Introducing Azure Chaos Studio
Date published:
What is Azure Chaos Studio
Intentionally introduce faults to cause system components failure to improve resilience and availability. Compared to DevOps and SRE, Chaos Engineering helps obtain consistent reliability by hardening services
-
Improve system resilience to failure and outage.
-
Reduces downtime
-
Identify any “What if’s questions.
-
Using faulting injection
-
Bombing Production to make them more reliable
When to apply Chaos Engineering
Development Stage - Identify potential problems before going into production.
Production Stage - Test resilience and identify problems not found in staging.
Failure Analysis - Reproduce and diagnose problems that have already occurred.
According to the principalsofchaos, it should be used against a production environment (only).
Chaos Engineering Tools
- Azure, AWS and Kubernetes - Chaos Toolkit simulate various types of failures and faults in your Kubernetes clusters and Gremlin - Cross-platform
- App, infrastructure and networking - Chaos Blade
- Kubernetes - Chaos Mesh and Chaos Kube
- Kubeinvader - Production Testing
- Chaos Monkey - terminating instances in production. Later, built Chaos Kong kill region
Introducing Azure Chaos Studio
Currently in Public Preview, Azure Chaos Studio is a tool designed for testing and improving cloud workload performance. It is a fully managed service that helps you to identify and fix issues before they impact your customers. it is integrated with Azure DevOps and infrastructure as code such as Bicep and Terraform. Azure Choas Studio can be use to test your application in a production environment without impacting your customers and another great feature to use with it is Azure Load Testing. https://learn.microsoft.com/en- us/azure/architecture/guide/testing/mission-critical-deployment-testing
Getting Started with Azure Chaos Studio
Step 1: Create a Profile Defines the types of failures and faults that you want to inject into your application
Set 2 - Set Targets : Before we can start creating chaos, we need to onboard Resources to Chaos Studio.
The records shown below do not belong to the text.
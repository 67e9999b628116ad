//! Validation audit trail domain model.
//!
//! # Responsibility
//! - Define the review actions and their status mapping; the document
//!   lifecycle state machine lives here.
//! - Define the immutable audit record written for every decision.
//!
//! # Invariants
//! - A `ValidationActivity` is written once and never mutated.
//! - `previous_status` always equals the document's status immediately
//!   before the decision; `new_status` is the action's mapped successor.

use crate::model::document::{DocumentId, DocumentStatus};
use crate::model::person::PersonId;
use serde::{Deserialize, Serialize};
use uuid::Uuid;

/// Stable identifier for a validation activity record.
pub type ActivityId = Uuid;

/// Review decision taken on a document.
///
/// Any action is accepted from any current status; the mapping below is the
/// complete transition function. No action maps to `Approved`; re-submission
/// returns a document to `Draft` through the version increment instead.
#[derive(Debug, Clone, Copy, PartialEq, Eq, Serialize, Deserialize)]
#[serde(rename_all = "SCREAMING_SNAKE_CASE")]
pub enum ValidationAction {
    Approve,
    Reject,
    RequestChanges,
}

impl ValidationAction {
    /// Canonical token used in storage and on the wire.
    pub fn as_str(self) -> &'static str {
        match self {
            Self::Approve => "APPROVE",
            Self::Reject => "REJECT",
            Self::RequestChanges => "REQUEST_CHANGES",
        }
    }

    /// Parses a canonical action token.
    pub fn parse(value: &str) -> Option<Self> {
        match value {
            "APPROVE" => Some(Self::Approve),
            "REJECT" => Some(Self::Reject),
            "REQUEST_CHANGES" => Some(Self::RequestChanges),
            _ => None,
        }
    }

    /// Returns the document status this action transitions to.
    pub fn resulting_status(self) -> DocumentStatus {
        match self {
            Self::Approve => DocumentStatus::Published,
            Self::Reject => DocumentStatus::Rejected,
            Self::RequestChanges => DocumentStatus::Draft,
        }
    }
}

/// Immutable audit record for one review decision.
#[derive(Debug, Clone, PartialEq, Eq, Serialize, Deserialize)]
pub struct ValidationActivity {
    pub uuid: ActivityId,
    pub document_uuid: DocumentId,
    pub validator_uuid: PersonId,
    pub action: ValidationAction,
    pub feedback: String,
    pub previous_status: DocumentStatus,
    pub new_status: DocumentStatus,
    /// Unix epoch milliseconds.
    pub created_at: i64,
}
Step 3: Create Experiments Define an experiment to test a specific aspect of your workload, such as network latency or server capacity.
Step 4: Execute & Analyse Execute the experiment, analyse the results, and use them to optimize your workload configuration.
How Does Azure Chaos Studio work
Service-direct faults run directly against an Azure resource. Anything that is not a VM, e.g. App Service and Cosmos DB, etc
Agent-based faults run in VMs or virtual machine scale sets to do in-guest failures. Windows or Linux VM e.g. VMSS for AKS
- A Collection of Steps Running sequentially
- Containing Branches Running parallel within a step
- Containing Actions Performing the fault injections à
- Targeting Selectors Your actual Azure Resources (Experiments = Azure Resource)
You need to have the appropriate permissions over the resource you want to target with the experiment. More details can be found here: https://learn.microsoft.com/en-us/azure/chaos-studio/chaos-studio-fault-providers
Using Choas Studio to detect pod failure
Here’s an example of how you can use Chaos Engineering with Chaos Studio to detect pod failure in Kubernetes:
apiVersion: chaos-mesh.org/v1alpha1
kind: PodChaos
metadata:
name: pod-failure-example
namespace: chaos-testing
spec:
action: pod-failure
mode: all
duration: '600s'
selector:
namespaces:
- voting-app
Conclusion
In this article, we have looked at what is Azure Chaos Studio and how it can be used to test your application in a production environment without impacting your customers. We also looked at how to get started with Azure Chaos Studio and how it works. Finally, we looked at how to use Azure Chaos Studio to detect pod failure in Kubernetes.